The reason was simple, according to CBRE: “Pent-up demand amid a recovering market
The most expensive commercial property deal last year was AGC Equity Partners’ $780 million purchase of three office buildings in a north San Coleman Highline tech campus complex that’s leased to Yahoo. The No. 2 purchase was Brookfield Properties’ $630 million deal for two office buildings leased by Facebook, a movie theater, and a parking garage in Mountain View.
During the height of the pandemic, several tech firms sought to shrink their Bay Area footprints, including Twitter and Dropbox. CBRE said 2022 is shaping up to be another active year, noting that seven significant office and research and development property sales have already been completed.
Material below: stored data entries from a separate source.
use std::sync::Arc;

use serde::Serialize;
use tokio::sync::watch;

use crate::models::Quote;
use crate::quotes::QuoteClient;

pub const FETCH_FAILED: &str = "Failed to fetch quote";

#[derive(Debug, Clone, PartialEq, Eq, Serialize)]
#[serde(tag = "state", rename_all = "snake_case")]
pub enum QuoteState {
    Loading,
    Success { quote: Quote },
    Error { message: String },
}

#[derive(Clone)]
pub struct QuoteScreen {
    client: QuoteClient,
    state: Arc<watch::Sender<QuoteState>>,
}

impl QuoteScreen {
    pub fn new(client: QuoteClient) -> Self {
        let (state, _) = watch::channel(QuoteState::Loading);
        Self {
            client,
            state: Arc::new(state),
        }
    }

    pub fn current(&self) -> QuoteState {
        self.state.borrow().clone()
    }

    pub fn subscribe(&self) -> watch::Receiver<QuoteState> {
        self.state.subscribe()
    }

    /// The quote currently on screen, if the last fetch succeeded.
    pub fn quote(&self) -> Option<Quote> {
        match &*self.state.borrow() {
            QuoteState::Success { quote } => Some(quote.clone()),
            _ => None,
        }
    }

    /// Fetch today's quote, publishing `Loading` first and the outcome after.
    /// Failures are not retried.
    pub async fn refresh(&self) -> QuoteState {
        self.state.send_replace(QuoteState::Loading);

        let next = match self.client.fetch_today().await {
            Ok(quote) => QuoteState::Success { quote },
            Err(e) => {
                tracing::warn!(url = %self.client.url(), "quote fetch failed: {e}");
                QuoteState::Error {
                    message: FETCH_FAILED.to_string(),
                }
            }
        };

        self.state.send_replace(next.clone());
        next
    }
}

#[cfg(test)]
mod tests {
    use super::*;

    #[test]
    fn state_serializes_with_tag() {
        let json = serde_json::to_value(QuoteState::Error {
            message: FETCH_FAILED.to_string(),
        })
        .unwrap();
        assert_eq!(json["state"], "error");
        assert_eq!(json["message"], FETCH_FAILED);

        let json = serde_json::to_value(QuoteState::Loading).unwrap();
        assert_eq!(json["state"], "loading");
    }
}
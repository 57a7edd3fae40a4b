use serde::{Deserialize, Serialize};
use sqlx::FromRow;

/// A tag name, unique across the whole store.
#[derive(Debug, Clone, Serialize, Deserialize, FromRow)]
pub struct Tag {
    pub id: i64,
    pub name: String,
}
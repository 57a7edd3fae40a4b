use sqlx::sqlite::{SqliteConnectOptions, SqlitePool, SqlitePoolOptions};
use std::path::Path;
use std::str::FromStr;

pub async fn init_pool(database_url: &str) -> Result<SqlitePool, sqlx::Error> {
    // Ensure data directory exists
    if let Some(path) = database_url.strip_prefix("sqlite:") {
        if let Some(parent) = Path::new(path).parent() {
            std::fs::create_dir_all(parent).ok();
        }
    }

    let options = SqliteConnectOptions::from_str(database_url)?
        .create_if_missing(true)
        .foreign_keys(true);

    let pool = SqlitePoolOptions::new()
        .max_connections(5)
        .connect_with(options)
        .await?;

    migrate(&pool).await?;
    Ok(pool)
}

pub async fn migrate(pool: &SqlitePool) -> Result<(), sqlx::Error> {
    sqlx::migrate!("./migrations").run(pool).await?;
    Ok(())
}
“The inflow of capital to Silicon Valley’s office and R&D investment market should continue to grow as tech and life sciences companies ramp up their hiring, require more space and welcome back their workforces to their offices,” CBRE said.
A recent report by CommercialSearch found that four of the five most expensive office submarkets were in San Francisco and the Bay area. Menlo Park had the most expensive submarket with an average of $118.73 per square foot. Mountain View West was third at $95.64, Palo Alto ranked fourth at $93.49 and Redwood City rounded up the top five at $92.50.